Whenever a line below includes the string "UserRejected", show it.

Saved entries:
○ ○ ○ ○ ○

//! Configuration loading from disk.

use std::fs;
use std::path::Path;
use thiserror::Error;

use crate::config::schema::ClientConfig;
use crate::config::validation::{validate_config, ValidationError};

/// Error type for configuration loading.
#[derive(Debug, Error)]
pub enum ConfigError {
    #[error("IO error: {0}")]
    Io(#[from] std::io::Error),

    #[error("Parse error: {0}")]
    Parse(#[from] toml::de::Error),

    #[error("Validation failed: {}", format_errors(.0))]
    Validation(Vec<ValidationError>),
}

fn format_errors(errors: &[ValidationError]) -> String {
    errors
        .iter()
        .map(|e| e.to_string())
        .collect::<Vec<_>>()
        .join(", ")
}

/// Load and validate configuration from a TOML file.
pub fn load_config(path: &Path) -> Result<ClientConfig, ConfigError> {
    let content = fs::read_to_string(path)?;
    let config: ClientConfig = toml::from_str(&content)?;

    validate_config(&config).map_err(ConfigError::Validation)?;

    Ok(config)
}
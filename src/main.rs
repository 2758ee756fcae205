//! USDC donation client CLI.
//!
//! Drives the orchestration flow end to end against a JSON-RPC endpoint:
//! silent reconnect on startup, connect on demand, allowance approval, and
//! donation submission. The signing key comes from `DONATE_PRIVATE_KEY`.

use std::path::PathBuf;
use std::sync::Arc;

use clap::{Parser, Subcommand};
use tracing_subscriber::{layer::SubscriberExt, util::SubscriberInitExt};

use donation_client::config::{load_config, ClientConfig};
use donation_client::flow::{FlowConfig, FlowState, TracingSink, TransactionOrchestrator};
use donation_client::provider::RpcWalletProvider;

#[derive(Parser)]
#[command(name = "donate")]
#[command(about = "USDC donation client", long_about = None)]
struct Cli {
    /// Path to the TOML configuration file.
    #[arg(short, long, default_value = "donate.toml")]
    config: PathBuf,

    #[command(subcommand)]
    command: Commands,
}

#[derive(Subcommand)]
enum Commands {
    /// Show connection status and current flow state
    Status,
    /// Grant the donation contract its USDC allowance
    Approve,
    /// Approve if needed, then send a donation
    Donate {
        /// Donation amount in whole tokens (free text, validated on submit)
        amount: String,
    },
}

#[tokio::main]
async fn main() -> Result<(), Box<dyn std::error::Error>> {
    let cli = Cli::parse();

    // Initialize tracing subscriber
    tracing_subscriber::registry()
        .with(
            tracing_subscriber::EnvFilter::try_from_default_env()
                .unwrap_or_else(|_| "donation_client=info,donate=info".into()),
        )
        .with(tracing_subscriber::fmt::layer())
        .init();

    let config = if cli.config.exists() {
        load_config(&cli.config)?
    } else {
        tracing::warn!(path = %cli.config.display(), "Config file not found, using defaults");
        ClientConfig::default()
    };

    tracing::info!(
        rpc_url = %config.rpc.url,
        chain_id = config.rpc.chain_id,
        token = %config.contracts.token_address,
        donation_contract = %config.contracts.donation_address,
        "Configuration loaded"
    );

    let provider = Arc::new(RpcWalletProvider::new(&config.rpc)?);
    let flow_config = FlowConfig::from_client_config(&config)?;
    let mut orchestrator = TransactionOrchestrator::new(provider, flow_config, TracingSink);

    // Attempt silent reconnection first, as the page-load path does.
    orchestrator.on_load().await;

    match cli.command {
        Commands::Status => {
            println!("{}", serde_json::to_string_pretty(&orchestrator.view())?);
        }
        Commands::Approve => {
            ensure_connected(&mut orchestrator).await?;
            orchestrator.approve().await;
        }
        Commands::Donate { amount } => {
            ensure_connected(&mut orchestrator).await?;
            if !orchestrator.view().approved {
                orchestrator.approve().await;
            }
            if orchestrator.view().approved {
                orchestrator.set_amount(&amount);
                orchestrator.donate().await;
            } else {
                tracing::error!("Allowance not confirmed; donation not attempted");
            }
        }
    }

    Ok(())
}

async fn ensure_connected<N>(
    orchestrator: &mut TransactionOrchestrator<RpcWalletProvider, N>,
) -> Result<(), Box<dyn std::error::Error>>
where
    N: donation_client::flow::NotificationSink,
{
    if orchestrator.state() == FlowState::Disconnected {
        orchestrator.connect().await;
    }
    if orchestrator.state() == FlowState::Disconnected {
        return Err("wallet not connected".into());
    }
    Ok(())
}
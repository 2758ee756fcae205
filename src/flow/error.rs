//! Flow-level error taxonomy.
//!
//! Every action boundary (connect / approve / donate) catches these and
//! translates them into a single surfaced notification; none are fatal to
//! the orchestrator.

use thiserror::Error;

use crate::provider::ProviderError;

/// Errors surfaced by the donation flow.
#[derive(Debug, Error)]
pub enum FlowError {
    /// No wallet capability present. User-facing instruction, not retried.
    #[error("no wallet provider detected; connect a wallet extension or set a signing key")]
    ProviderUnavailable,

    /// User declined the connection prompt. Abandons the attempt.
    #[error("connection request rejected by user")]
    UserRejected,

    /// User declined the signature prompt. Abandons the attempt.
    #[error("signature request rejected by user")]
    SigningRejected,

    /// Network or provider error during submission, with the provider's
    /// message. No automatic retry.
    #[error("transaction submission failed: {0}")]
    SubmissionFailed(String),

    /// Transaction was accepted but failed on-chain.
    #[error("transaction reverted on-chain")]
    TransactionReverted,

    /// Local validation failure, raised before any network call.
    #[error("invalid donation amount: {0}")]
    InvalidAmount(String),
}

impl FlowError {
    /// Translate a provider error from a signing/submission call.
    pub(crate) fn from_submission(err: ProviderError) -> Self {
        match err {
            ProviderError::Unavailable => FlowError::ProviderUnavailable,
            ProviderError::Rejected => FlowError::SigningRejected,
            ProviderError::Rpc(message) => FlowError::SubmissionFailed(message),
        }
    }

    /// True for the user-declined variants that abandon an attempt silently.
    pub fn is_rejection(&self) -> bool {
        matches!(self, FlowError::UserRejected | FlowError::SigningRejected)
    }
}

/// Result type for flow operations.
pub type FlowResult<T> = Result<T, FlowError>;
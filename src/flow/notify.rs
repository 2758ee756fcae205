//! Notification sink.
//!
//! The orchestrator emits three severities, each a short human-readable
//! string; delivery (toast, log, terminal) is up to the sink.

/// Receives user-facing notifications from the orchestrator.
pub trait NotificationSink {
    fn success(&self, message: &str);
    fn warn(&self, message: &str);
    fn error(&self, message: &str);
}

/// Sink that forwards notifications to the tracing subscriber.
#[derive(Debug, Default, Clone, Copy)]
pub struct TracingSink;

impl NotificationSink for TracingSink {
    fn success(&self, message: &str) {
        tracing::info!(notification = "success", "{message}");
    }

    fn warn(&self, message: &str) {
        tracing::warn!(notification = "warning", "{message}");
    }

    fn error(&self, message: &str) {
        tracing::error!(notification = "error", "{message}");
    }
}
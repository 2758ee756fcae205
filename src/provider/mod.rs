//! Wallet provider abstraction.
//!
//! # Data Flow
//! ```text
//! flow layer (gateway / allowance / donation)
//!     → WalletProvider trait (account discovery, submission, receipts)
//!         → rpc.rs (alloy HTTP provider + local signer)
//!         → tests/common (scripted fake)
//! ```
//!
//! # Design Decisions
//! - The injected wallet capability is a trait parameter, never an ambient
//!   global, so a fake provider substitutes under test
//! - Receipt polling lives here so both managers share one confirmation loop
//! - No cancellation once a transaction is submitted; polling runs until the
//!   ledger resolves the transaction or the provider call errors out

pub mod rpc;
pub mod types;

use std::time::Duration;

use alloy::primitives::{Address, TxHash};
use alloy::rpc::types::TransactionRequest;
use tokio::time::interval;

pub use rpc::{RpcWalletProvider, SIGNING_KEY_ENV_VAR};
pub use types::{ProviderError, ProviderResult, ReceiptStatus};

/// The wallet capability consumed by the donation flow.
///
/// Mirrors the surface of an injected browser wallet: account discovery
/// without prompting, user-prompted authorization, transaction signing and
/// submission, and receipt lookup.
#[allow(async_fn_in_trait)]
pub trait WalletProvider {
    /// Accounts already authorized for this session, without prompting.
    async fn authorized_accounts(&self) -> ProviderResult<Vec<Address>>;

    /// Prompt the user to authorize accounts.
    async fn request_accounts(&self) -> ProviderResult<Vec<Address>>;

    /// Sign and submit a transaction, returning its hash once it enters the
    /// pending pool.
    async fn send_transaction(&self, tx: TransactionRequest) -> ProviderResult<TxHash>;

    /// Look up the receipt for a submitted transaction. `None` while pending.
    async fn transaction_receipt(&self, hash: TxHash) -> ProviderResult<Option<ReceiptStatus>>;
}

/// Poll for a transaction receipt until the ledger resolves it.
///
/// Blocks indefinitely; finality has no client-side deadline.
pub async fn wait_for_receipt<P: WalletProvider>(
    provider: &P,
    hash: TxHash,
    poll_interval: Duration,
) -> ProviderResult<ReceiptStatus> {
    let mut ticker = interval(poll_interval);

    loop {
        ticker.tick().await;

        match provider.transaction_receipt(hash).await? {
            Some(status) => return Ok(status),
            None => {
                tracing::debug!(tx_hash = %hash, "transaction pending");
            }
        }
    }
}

○ ○ ○ ○ ○

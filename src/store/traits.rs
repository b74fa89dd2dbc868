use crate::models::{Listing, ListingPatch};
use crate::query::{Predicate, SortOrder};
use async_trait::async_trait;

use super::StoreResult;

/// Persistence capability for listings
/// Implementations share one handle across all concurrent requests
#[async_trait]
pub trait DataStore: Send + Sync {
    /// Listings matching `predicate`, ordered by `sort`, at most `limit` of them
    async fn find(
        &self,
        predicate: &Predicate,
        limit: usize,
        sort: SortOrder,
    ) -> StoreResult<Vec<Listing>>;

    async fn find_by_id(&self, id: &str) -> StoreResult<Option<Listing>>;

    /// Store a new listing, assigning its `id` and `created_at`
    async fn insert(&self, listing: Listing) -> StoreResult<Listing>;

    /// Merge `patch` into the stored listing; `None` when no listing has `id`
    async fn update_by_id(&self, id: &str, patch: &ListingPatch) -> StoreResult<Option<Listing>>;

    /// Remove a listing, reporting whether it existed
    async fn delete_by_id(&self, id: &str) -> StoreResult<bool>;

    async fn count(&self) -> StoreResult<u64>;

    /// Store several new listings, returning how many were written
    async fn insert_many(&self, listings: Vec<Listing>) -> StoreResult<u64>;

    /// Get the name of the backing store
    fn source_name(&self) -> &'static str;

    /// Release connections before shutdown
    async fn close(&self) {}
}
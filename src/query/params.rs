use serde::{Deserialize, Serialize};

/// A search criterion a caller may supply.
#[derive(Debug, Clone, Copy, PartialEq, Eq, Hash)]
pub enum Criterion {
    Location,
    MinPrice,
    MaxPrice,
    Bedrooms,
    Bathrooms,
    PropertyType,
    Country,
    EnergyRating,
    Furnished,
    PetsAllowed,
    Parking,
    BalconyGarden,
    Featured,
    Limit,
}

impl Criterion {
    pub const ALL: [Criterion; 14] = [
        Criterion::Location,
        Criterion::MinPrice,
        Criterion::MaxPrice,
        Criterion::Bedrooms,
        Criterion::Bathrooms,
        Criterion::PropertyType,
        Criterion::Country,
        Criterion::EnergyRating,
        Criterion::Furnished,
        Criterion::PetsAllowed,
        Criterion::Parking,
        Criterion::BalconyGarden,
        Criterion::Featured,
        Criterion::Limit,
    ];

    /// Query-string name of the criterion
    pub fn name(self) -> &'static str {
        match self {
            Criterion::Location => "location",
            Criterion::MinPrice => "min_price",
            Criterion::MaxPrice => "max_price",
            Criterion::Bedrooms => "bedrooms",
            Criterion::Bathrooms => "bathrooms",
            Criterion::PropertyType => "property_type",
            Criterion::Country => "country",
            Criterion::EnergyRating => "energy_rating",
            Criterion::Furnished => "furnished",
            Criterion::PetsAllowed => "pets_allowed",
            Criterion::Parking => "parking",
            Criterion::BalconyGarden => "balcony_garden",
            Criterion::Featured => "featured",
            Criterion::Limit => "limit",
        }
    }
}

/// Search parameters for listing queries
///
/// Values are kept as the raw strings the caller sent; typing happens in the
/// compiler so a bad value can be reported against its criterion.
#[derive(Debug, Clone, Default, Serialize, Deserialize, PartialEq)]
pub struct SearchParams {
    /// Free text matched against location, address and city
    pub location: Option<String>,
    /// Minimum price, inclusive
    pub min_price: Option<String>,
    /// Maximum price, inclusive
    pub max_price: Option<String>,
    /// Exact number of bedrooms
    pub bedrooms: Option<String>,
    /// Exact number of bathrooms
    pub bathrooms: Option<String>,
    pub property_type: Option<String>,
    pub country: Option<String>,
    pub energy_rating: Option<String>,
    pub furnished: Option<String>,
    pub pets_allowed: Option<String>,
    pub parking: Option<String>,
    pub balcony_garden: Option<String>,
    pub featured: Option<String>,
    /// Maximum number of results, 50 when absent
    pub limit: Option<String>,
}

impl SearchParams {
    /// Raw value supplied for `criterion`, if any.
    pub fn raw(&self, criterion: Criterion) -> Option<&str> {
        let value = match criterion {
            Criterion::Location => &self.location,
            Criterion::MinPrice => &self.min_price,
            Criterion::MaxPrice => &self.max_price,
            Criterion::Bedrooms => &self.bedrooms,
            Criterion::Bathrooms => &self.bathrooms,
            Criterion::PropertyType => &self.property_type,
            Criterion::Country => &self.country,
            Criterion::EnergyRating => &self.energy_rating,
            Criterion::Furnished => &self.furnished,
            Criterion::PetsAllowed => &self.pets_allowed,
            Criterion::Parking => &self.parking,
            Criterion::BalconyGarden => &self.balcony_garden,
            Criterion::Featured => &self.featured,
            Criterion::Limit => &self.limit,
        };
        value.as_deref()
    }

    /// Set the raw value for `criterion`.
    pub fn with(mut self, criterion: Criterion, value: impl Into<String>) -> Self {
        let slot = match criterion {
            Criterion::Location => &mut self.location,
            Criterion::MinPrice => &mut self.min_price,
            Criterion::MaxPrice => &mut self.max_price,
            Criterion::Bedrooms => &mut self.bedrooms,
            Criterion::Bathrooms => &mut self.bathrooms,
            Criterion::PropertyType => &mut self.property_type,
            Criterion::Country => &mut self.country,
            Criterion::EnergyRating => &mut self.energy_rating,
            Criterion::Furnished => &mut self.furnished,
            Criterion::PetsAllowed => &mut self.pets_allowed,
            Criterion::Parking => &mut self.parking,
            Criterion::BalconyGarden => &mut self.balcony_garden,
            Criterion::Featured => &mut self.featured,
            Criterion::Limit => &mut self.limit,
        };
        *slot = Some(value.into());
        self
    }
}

○ ○ ○ ○ ○

§ **Output for this task**:
    UserRejected,
        matches!(self, FlowError::UserRejected | FlowError::SigningRejected)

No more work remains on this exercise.